== Your instructions ==
Across the entries below, how many lines have the word "first" in them? Respond with only the number.

*** Opening of Record excerpts ***

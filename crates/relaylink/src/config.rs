//! Runtime configuration shared by the client and server roles.

use std::time::Duration;

use rand::Rng;
use relaylink_protocol::{ChannelMap, ProtocolError, Reliability};
use relaylink_session::ConnectionOptions;
use serde::{Deserialize, Serialize};
use tracing::warn;

use crate::RelaylinkError;

/// Configuration for a relaylink role.
///
/// Every field has a default, so a JSON config only needs to name what it
/// changes:
///
/// ```rust
/// use relaylink::RelayConfig;
///
/// let config = RelayConfig::from_json_str(r#"{ "max_connections": 16 }"#)
///     .unwrap();
/// assert_eq!(config.max_connections, 16);
/// assert_eq!(config.connect_timeout_secs, 25);
/// ```
#[derive(Debug, Clone, PartialEq, Serialize, Deserialize)]
#[serde(default)]
pub struct RelayConfig {
    /// How long a client waits for Accept. Values below 1 act as 1.
    pub connect_timeout_secs: u64,

    /// Server only: how many peers may be connected at once.
    pub max_connections: usize,

    /// Reliability class of each logical channel, by index. The control
    /// channel is placed right after the last entry.
    pub channels: Vec<Reliability>,

    /// Wait after sending Disconnect before tearing down the relay peer
    /// session, so the Disconnect has a chance to leave.
    pub disconnect_grace_ms: u64,

    /// Period of the demultiplexer's polling loop.
    pub poll_interval_ms: u64,

    /// Upper bound on packets taken from one data channel per sweep.
    /// The control channel is always drained completely.
    pub max_packets_per_sweep: usize,

    /// Inbound queue cap per connection. `None` = unbounded.
    pub max_queued_messages: Option<usize>,

    /// Random offset (0..n µs) added to the first poll so roles started
    /// together don't poll in lock-step.
    pub poll_jitter_us: u64,
}

impl Default for RelayConfig {
    fn default() -> Self {
        Self {
            connect_timeout_secs: 25,
            max_connections: 4,
            channels: vec![Reliability::ReliableOrdered, Reliability::Unreliable],
            disconnect_grace_ms: 100,
            poll_interval_ms: 1,
            max_packets_per_sweep: 256,
            max_queued_messages: None,
            poll_jitter_us: 500,
        }
    }
}

impl RelayConfig {
    /// Parses a JSON configuration and validates it.
    ///
    /// # Errors
    /// Returns [`RelaylinkError::Config`] if the JSON is malformed or has
    /// fields of the wrong type.
    pub fn from_json_str(json: &str) -> Result<Self, RelaylinkError> {
        let config: Self = serde_json::from_str(json)?;
        Ok(config.validated())
    }

    /// Clamp and fix any out-of-range values so the config is safe to use.
    ///
    /// Rules:
    /// - `connect_timeout_secs`, `max_connections`, `poll_interval_ms` and
    ///   `max_packets_per_sweep` are at least 1.
    /// - An empty channel list falls back to the default list.
    /// - At most [`ChannelMap::MAX_DATA_CHANNELS`] channels are kept.
    pub fn validated(mut self) -> Self {
        if self.connect_timeout_secs == 0 {
            warn!("connect_timeout_secs is 0, using 1");
            self.connect_timeout_secs = 1;
        }
        if self.max_connections == 0 {
            warn!("max_connections is 0, using 1");
            self.max_connections = 1;
        }
        if self.poll_interval_ms == 0 {
            warn!("poll_interval_ms is 0, using 1");
            self.poll_interval_ms = 1;
        }
        if self.max_packets_per_sweep == 0 {
            warn!("max_packets_per_sweep is 0, using 1");
            self.max_packets_per_sweep = 1;
        }
        if self.channels.is_empty() {
            warn!("no channels configured, using defaults");
            self.channels = Self::default().channels;
        }
        if self.channels.len() > ChannelMap::MAX_DATA_CHANNELS {
            warn!(
                configured = self.channels.len(),
                max = ChannelMap::MAX_DATA_CHANNELS,
                "too many channels, truncating"
            );
            self.channels.truncate(ChannelMap::MAX_DATA_CHANNELS);
        }
        self
    }

    /// Effective connect timeout (never below one second).
    pub fn connect_timeout(&self) -> Duration {
        Duration::from_secs(self.connect_timeout_secs.max(1))
    }

    /// Effective polling period (never zero).
    pub fn poll_interval(&self) -> Duration {
        Duration::from_millis(self.poll_interval_ms.max(1))
    }

    /// Disconnect grace period.
    pub fn disconnect_grace(&self) -> Duration {
        Duration::from_millis(self.disconnect_grace_ms)
    }

    /// A random first-poll offset drawn from `0..poll_jitter_us`.
    pub fn poll_jitter(&self) -> Duration {
        if self.poll_jitter_us == 0 {
            return Duration::ZERO;
        }
        Duration::from_micros(rand::rng().random_range(0..self.poll_jitter_us))
    }

    /// Builds the wire channel map.
    ///
    /// # Errors
    /// Returns [`ProtocolError::InvalidChannelMap`] for an empty or
    /// oversized channel list (never after [`validated`](Self::validated)).
    pub fn channel_map(&self) -> Result<ChannelMap, ProtocolError> {
        ChannelMap::new(self.channels.clone())
    }

    /// Per-connection options derived from this config.
    pub fn connection_options(&self) -> ConnectionOptions {
        ConnectionOptions {
            disconnect_grace: self.disconnect_grace(),
            max_queued_messages: self.max_queued_messages,
        }
    }
}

*** Close of Record excerpts ***

== Answer to this exercise ==
2